Sepenggal kalimat pembuka setelah hening beberapa saat membuat Naya sedikit terperanjat. Pasalnya Naya tak menyangka jika Erlangga akan mengatakan hal demikian pada malam itu. Memang tak ada salahnya, tak ada larangannya untuk mengatakan sepenggal kalimat rindu, hanya saja Naya pikir Erlangga telah kembali pada Raquel.

Kerinduan tak terbendung membawa Erlangga menginjakkan kakinya di kediaman sang mantan kekasih. Pasalnya entah mengapa hanya memandangi dari jauh ketika berada sekolah tidaknya cukup.

Ditemani ribuan bintang yang tak nampak dan seonggok bulan, keduanya tak banyak bicara. Hanya duduk berdampingan di depan pagar seraya terbang bersama pikiran masing-masing. Membiarkan rasa rindu meluap dengan sendirinya.

Getar ponsel pada saku jaket membuyarkan lamunan Erlangga. Sebuah getaran panjang membuatnya dengan cepat merogoh saku dan menempelkan ponsel ke telinga.

"Ya, Ma. Ini di rumah Naya, kenapa?" Erlangga menoleh pada Naya, menatapnya sejenak sebelum mengutarakan kalimat lain. "Nay, Mama mau ngomong," lanjutnya setelah gadis itu menoleh padanya.

Ponsel pintar yang semula berada dalam genggaman Erlangga, kini telah berpindah ke dalam genggaman Naya. Gadis itu mengulas senyum ketika mendengar suara lembut di seberang sana.

"Iya, Tante, Naya baik-baik aja sama Erlangga. Emmm enggak apa-apa, Tante, cuma masalah kecil kok."

Naya tertawa kecil. "Aku nggak marah sama Tante. Dan ini bukan salah Tante sama sekali. Iya aku janji kapan-kapan main ke rumah Tante lagi. Naya juga kangen banget sama Tante."

"Mama tau kita putus," ungkap Erlangga usai panggilan antara dirinya, Naya, dan sang mama berakhir, lalu melanjutkan kalimatnya, "Mama marah banget sama gue. Tapi ya emang gue-nya aja tolol pake segala selingkuh di belakang lo."

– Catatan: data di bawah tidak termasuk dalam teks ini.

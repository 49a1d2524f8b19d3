//! Error types for the provider state store.

use thiserror::Error;

/// Result type alias for state store operations.
pub type StateResult<T> = Result<T, StateError>;

/// Errors that can occur during state store operations.
#[derive(Debug, Error)]
pub enum StateError {
    #[error("failed to open database: {0}")]
    Open(String),

    #[error("transaction error: {0}")]
    Transaction(String),

    #[error("table error: {0}")]
    Table(String),

    #[error("read error: {0}")]
    Read(String),

    #[error("write error: {0}")]
    Write(String),

    #[error("serialization error: {0}")]
    Serialize(String),

    #[error("deserialization error: {0}")]
    Deserialize(String),

    #[error("provider not found: {0}")]
    NotFound(String),

    #[error("provider name already taken: {0}")]
    NameTaken(String),

    #[error("provider id already registered: {0}")]
    IdTaken(String),

    #[error("invalid provider: {0}")]
    Invalid(String),
}

impl StateError {
    /// Whether this error means the provider record no longer exists.
    pub fn is_not_found(&self) -> bool {
        matches!(self, StateError::NotFound(_))
    }

    /// Whether this error is a name or id clash with another provider.
    pub fn is_conflict(&self) -> bool {
        matches!(self, StateError::NameTaken(_) | StateError::IdTaken(_))
    }
}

Naya menghela napas, mengukir seulas senyum dan membalas kalimat pernyataan Erlangga. "Kamu pikir aku nggak marah waktu tahu semuanya? Aku juga marah Erlangga."

"Gue minta maaf, Nay."

"Udah malem, aku harus masuk sebelum Mas Revan pulang," Naya beranjak tanpa merespons kalimat Erlangga. Namun belum sempat ia meninggalkan Erlangga, cowok itu lebih dulu menahan lengannya. Menggenggamnya untuk beberapa saat.

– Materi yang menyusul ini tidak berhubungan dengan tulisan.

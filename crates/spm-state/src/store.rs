//! StateStore — redb-backed provider persistence.
//!
//! Provides the registry operations over provider records and implements
//! [`ProviderDirectory`] for the health monitor. All values are
//! JSON-serialized into redb's `&[u8]` value columns. The store supports
//! both on-disk and in-memory backends (the latter for testing).

use std::path::Path;
use std::sync::Arc;

use redb::{Database, ReadableDatabase, ReadableTable, Table};
use tracing::debug;
use uuid::Uuid;

use crate::directory::ProviderDirectory;
use crate::error::{StateError, StateResult};
use crate::tables::*;
use crate::types::*;

/// Convert any `Display` error into a `StateError` variant via a closure factory.
macro_rules! map_err {
    ($variant:ident) => {
        |e| StateError::$variant(e.to_string())
    };
}

/// Thread-safe state store backed by redb.
#[derive(Clone)]
pub struct StateStore {
    db: Arc<Database>,
}

impl StateStore {
    /// Open (or create) a persistent state store at the given path.
    pub fn open(path: &Path) -> StateResult<Self> {
        let db = Database::create(path).map_err(map_err!(Open))?;
        let store = Self { db: Arc::new(db) };
        store.ensure_tables()?;
        debug!(?path, "state store opened");
        Ok(store)
    }

    /// Create an ephemeral in-memory state store (for testing).
    pub fn open_in_memory() -> StateResult<Self> {
        let backend = redb::backends::InMemoryBackend::new();
        let db = Database::builder()
            .create_with_backend(backend)
            .map_err(map_err!(Open))?;
        let store = Self { db: Arc::new(db) };
        store.ensure_tables()?;
        debug!("in-memory state store opened");
        Ok(store)
    }

    /// Create all tables if they don't exist yet.
    fn ensure_tables(&self) -> StateResult<()> {
        let txn = self.db.begin_write().map_err(map_err!(Transaction))?;
        // Opening a table in a write transaction creates it if absent.
        txn.open_table(PROVIDERS).map_err(map_err!(Table))?;
        txn.open_table(PROVIDER_NAMES).map_err(map_err!(Table))?;
        txn.commit().map_err(map_err!(Transaction))?;
        Ok(())
    }

    // ── Registry ───────────────────────────────────────────────────

    /// Register a new provider.
    ///
    /// The record starts `Ready` with no failures and no scheduled check,
    /// so the next monitor scan probes it immediately. Fails with
    /// `NameTaken` or `IdTaken` if either is already in use.
    pub fn create_provider(&self, new: &NewProvider) -> StateResult<ProviderRecord> {
        validate(new)?;
        let txn = self.db.begin_write().map_err(map_err!(Transaction))?;
        let record;
        {
            let mut names = txn.open_table(PROVIDER_NAMES).map_err(map_err!(Table))?;
            if names
                .get(new.name.as_str())
                .map_err(map_err!(Read))?
                .is_some()
            {
                return Err(StateError::NameTaken(new.name.clone()));
            }
            let mut providers = txn.open_table(PROVIDERS).map_err(map_err!(Table))?;
            record = insert_new(&mut providers, &mut names, new)?;
        }
        txn.commit().map_err(map_err!(Transaction))?;
        debug!(id = %record.id, name = %record.name, "provider registered");
        Ok(record)
    }

    /// Idempotent registration keyed by name.
    ///
    /// If the name is unknown a new provider is created, under the requested
    /// id or a generated one; a requested id that already exists is an
    /// `IdTaken` conflict. If the name is known, the existing provider's
    /// service type, schema version and endpoint are replaced and its health
    /// fields are kept; a requested id that differs from the existing one is
    /// a `NameTaken` conflict.
    pub fn register_or_update(
        &self,
        new: &NewProvider,
    ) -> StateResult<(ProviderRecord, Registration)> {
        validate(new)?;
        let txn = self.db.begin_write().map_err(map_err!(Transaction))?;
        let outcome;
        {
            let mut names = txn.open_table(PROVIDER_NAMES).map_err(map_err!(Table))?;
            let mut providers = txn.open_table(PROVIDERS).map_err(map_err!(Table))?;
            let existing_id = names
                .get(new.name.as_str())
                .map_err(map_err!(Read))?
                .map(|guard| guard.value().to_string());

            outcome = match existing_id {
                Some(existing_id) => {
                    if new.id.as_ref().is_some_and(|id| *id != existing_id) {
                        return Err(StateError::NameTaken(new.name.clone()));
                    }
                    let bytes = providers
                        .get(existing_id.as_str())
                        .map_err(map_err!(Read))?
                        .map(|guard| guard.value().to_vec())
                        .ok_or_else(|| StateError::NotFound(existing_id.clone()))?;
                    let mut record = decode(&bytes)?;
                    record.service_type = new.service_type.clone();
                    record.schema_version = new.schema_version.clone();
                    record.endpoint = new.endpoint.clone();
                    record.updated_at = epoch_millis();

                    let value = serde_json::to_vec(&record).map_err(map_err!(Serialize))?;
                    providers
                        .insert(existing_id.as_str(), value.as_slice())
                        .map_err(map_err!(Write))?;
                    (record, Registration::Updated)
                }
                None => (
                    insert_new(&mut providers, &mut names, new)?,
                    Registration::Registered,
                ),
            };
        }
        txn.commit().map_err(map_err!(Transaction))?;
        let (record, registration) = &outcome;
        debug!(
            id = %record.id,
            name = %record.name,
            ?registration,
            "provider registration applied"
        );
        Ok(outcome)
    }

    /// Get a provider by id.
    pub fn get_provider(&self, id: &str) -> StateResult<Option<ProviderRecord>> {
        let txn = self.db.begin_read().map_err(map_err!(Transaction))?;
        let table = txn.open_table(PROVIDERS).map_err(map_err!(Table))?;
        match table.get(id).map_err(map_err!(Read))? {
            Some(guard) => Ok(Some(decode(guard.value())?)),
            None => Ok(None),
        }
    }

    /// Get a provider by its unique name.
    pub fn get_provider_by_name(&self, name: &str) -> StateResult<Option<ProviderRecord>> {
        let txn = self.db.begin_read().map_err(map_err!(Transaction))?;
        let names = txn.open_table(PROVIDER_NAMES).map_err(map_err!(Table))?;
        let id = match names.get(name).map_err(map_err!(Read))? {
            Some(guard) => guard.value().to_string(),
            None => return Ok(None),
        };
        let providers = txn.open_table(PROVIDERS).map_err(map_err!(Table))?;
        match providers.get(id.as_str()).map_err(map_err!(Read))? {
            Some(guard) => Ok(Some(decode(guard.value())?)),
            None => Ok(None),
        }
    }

    /// List providers, optionally restricted to one service type.
    ///
    /// Results are ordered by creation time, then id.
    pub fn list_providers(&self, service_type: Option<&str>) -> StateResult<Vec<ProviderRecord>> {
        let txn = self.db.begin_read().map_err(map_err!(Transaction))?;
        let table = txn.open_table(PROVIDERS).map_err(map_err!(Table))?;
        let mut results = Vec::new();
        for entry in table.iter().map_err(map_err!(Read))? {
            let (_, value) = entry.map_err(map_err!(Read))?;
            let record = decode(value.value())?;
            if service_type.is_none_or(|t| record.service_type == t) {
                results.push(record);
            }
        }
        results.sort_by(|a, b| (a.created_at, &a.id).cmp(&(b.created_at, &b.id)));
        Ok(results)
    }

    /// Update the registry fields of a provider.
    ///
    /// Health fields are left untouched; they belong to the health monitor.
    /// Any `id` on `update` is ignored.
    pub fn update_provider(&self, id: &str, update: &NewProvider) -> StateResult<ProviderRecord> {
        validate(update)?;
        let txn = self.db.begin_write().map_err(map_err!(Transaction))?;
        let record;
        {
            let mut providers = txn.open_table(PROVIDERS).map_err(map_err!(Table))?;
            let existing = providers
                .get(id)
                .map_err(map_err!(Read))?
                .map(|guard| guard.value().to_vec());
            let Some(existing) = existing else {
                return Err(StateError::NotFound(id.to_string()));
            };
            let mut updated = decode(&existing)?;

            if updated.name != update.name {
                let mut names = txn.open_table(PROVIDER_NAMES).map_err(map_err!(Table))?;
                let owner = names
                    .get(update.name.as_str())
                    .map_err(map_err!(Read))?
                    .map(|guard| guard.value().to_string());
                if owner.is_some_and(|owner| owner != id) {
                    return Err(StateError::NameTaken(update.name.clone()));
                }
                names
                    .remove(updated.name.as_str())
                    .map_err(map_err!(Write))?;
                names
                    .insert(update.name.as_str(), id)
                    .map_err(map_err!(Write))?;
            }

            updated.name = update.name.clone();
            updated.service_type = update.service_type.clone();
            updated.schema_version = update.schema_version.clone();
            updated.endpoint = update.endpoint.clone();
            updated.updated_at = epoch_millis();

            let value = serde_json::to_vec(&updated).map_err(map_err!(Serialize))?;
            providers
                .insert(id, value.as_slice())
                .map_err(map_err!(Write))?;
            record = updated;
        }
        txn.commit().map_err(map_err!(Transaction))?;
        debug!(%id, name = %record.name, "provider updated");
        Ok(record)
    }

    /// Delete a provider by id. Returns true if it existed.
    pub fn delete_provider(&self, id: &str) -> StateResult<bool> {
        let txn = self.db.begin_write().map_err(map_err!(Transaction))?;
        let removed;
        {
            let mut providers = txn.open_table(PROVIDERS).map_err(map_err!(Table))?;
            removed = providers
                .remove(id)
                .map_err(map_err!(Write))?
                .map(|guard| guard.value().to_vec());
            if let Some(bytes) = &removed {
                let record = decode(bytes)?;
                let mut names = txn.open_table(PROVIDER_NAMES).map_err(map_err!(Table))?;
                names
                    .remove(record.name.as_str())
                    .map_err(map_err!(Write))?;
            }
        }
        txn.commit().map_err(map_err!(Transaction))?;
        let existed = removed.is_some();
        debug!(%id, existed, "provider deleted");
        Ok(existed)
    }
}

// ── Health ─────────────────────────────────────────────────────────

impl ProviderDirectory for StateStore {
    fn list_due_for_health_check(&self, now: Timestamp) -> StateResult<Vec<ProviderRecord>> {
        let txn = self.db.begin_read().map_err(map_err!(Transaction))?;
        let table = txn.open_table(PROVIDERS).map_err(map_err!(Table))?;
        let mut results = Vec::new();
        for entry in table.iter().map_err(map_err!(Read))? {
            let (_, value) = entry.map_err(map_err!(Read))?;
            let record = decode(value.value())?;
            if record.is_due(now) {
                results.push(record);
            }
        }
        Ok(results)
    }

    fn update_health_status(
        &self,
        id: &str,
        status: HealthStatus,
        consecutive_failures: u32,
        next_health_check: Timestamp,
    ) -> StateResult<()> {
        let txn = self.db.begin_write().map_err(map_err!(Transaction))?;
        {
            let mut providers = txn.open_table(PROVIDERS).map_err(map_err!(Table))?;
            let existing = providers
                .get(id)
                .map_err(map_err!(Read))?
                .map(|guard| guard.value().to_vec());
            let Some(existing) = existing else {
                return Err(StateError::NotFound(id.to_string()));
            };
            let mut record = decode(&existing)?;
            record.health_status = status;
            record.consecutive_failures = consecutive_failures;
            record.next_health_check = Some(next_health_check);

            let value = serde_json::to_vec(&record).map_err(map_err!(Serialize))?;
            providers
                .insert(id, value.as_slice())
                .map_err(map_err!(Write))?;
        }
        txn.commit().map_err(map_err!(Transaction))?;
        Ok(())
    }
}

/// Insert a fresh record for `new`, whose name is known to be free.
fn insert_new(
    providers: &mut Table<'_, &'static str, &'static [u8]>,
    names: &mut Table<'_, &'static str, &'static str>,
    new: &NewProvider,
) -> StateResult<ProviderRecord> {
    let id = new
        .id
        .clone()
        .unwrap_or_else(|| Uuid::new_v4().to_string());
    if providers.get(id.as_str()).map_err(map_err!(Read))?.is_some() {
        return Err(StateError::IdTaken(id));
    }

    let now = epoch_millis();
    let record = ProviderRecord {
        id,
        name: new.name.clone(),
        service_type: new.service_type.clone(),
        schema_version: new.schema_version.clone(),
        endpoint: new.endpoint.clone(),
        health_status: HealthStatus::Ready,
        consecutive_failures: 0,
        next_health_check: None,
        created_at: now,
        updated_at: now,
    };
    let value = serde_json::to_vec(&record).map_err(map_err!(Serialize))?;
    providers
        .insert(record.id.as_str(), value.as_slice())
        .map_err(map_err!(Write))?;
    names
        .insert(record.name.as_str(), record.id.as_str())
        .map_err(map_err!(Write))?;
    Ok(record)
}

fn decode(bytes: &[u8]) -> StateResult<ProviderRecord> {
    serde_json::from_slice(bytes).map_err(map_err!(Deserialize))
}

fn validate(provider: &NewProvider) -> StateResult<()> {
    if provider.name.trim().is_empty() {
        return Err(StateError::Invalid("name must not be empty".to_string()));
    }
    if provider.endpoint.trim().is_empty() {
        return Err(StateError::Invalid("endpoint must not be empty".to_string()));
    }
    Ok(())
}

Erlangga menghela napas, mengesampingkan rasa penasarannya akan kedekatan Naya dan Barra. "Nay, gue bener-bener minta maaf. Lo boleh maki-maki gue sepuas yang lo mau, tapi tolong jaga jarak sama Raquel dan Barra."

"Gue sayang sama lo, Nay."

"Aku harus masuk, Erlangga. Udah malem. Dan ... kamu juga harus pulang."

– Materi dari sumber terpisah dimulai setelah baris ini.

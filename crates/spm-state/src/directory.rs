//! The narrow view of the store consumed by the health monitor.

use crate::error::StateResult;
use crate::types::{HealthStatus, ProviderRecord, Timestamp};

/// Persistent source of provider health records.
///
/// Implementations must apply `update_health_status` as a single atomic
/// write of all three health fields.
pub trait ProviderDirectory: Send + Sync {
    /// All providers whose `next_health_check` is unset or `<= now`.
    fn list_due_for_health_check(&self, now: Timestamp) -> StateResult<Vec<ProviderRecord>>;

    /// Overwrite the health fields of one provider.
    ///
    /// Returns [`StateError::NotFound`](crate::StateError::NotFound) when the
    /// provider has been deleted in the meantime.
    fn update_health_status(
        &self,
        id: &str,
        status: HealthStatus,
        consecutive_failures: u32,
        next_health_check: Timestamp,
    ) -> StateResult<()>;
}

Sementara di halaman belakang sebuah rumah yang cukup megah sekumpulan mahasiswa tengah bercengkrama menghabiskan malam. Alih-alih mengerjakan tugas seperti yang direncanakan sebelumnya, mereka hanya tertawa ditemani camilan berbagai macam jenis.

Pemandangan yang sama seperti minggu-minggu sebelumnya tak pernah absen dari taman belakang rumah Raquel. Keriuhan itu tetap menjadi melodi menyenangkan bagi Raquel, karena dengan kehadiran para sahabat, sepi yang melingkupi istananya seolah terbunuh sesaat.

Sejak kecil Raquel tak pernah menyukai keheningan. Ia tak suka sepi dan ... sunyi. Raquel sangat menyukai keramaian, sebab dengan begitu dia tidak perlu takut merasa sendiri. Itulah mengapa dirinya rela mengundang para sahabat karibnya untuk bertamu ke rumahnya.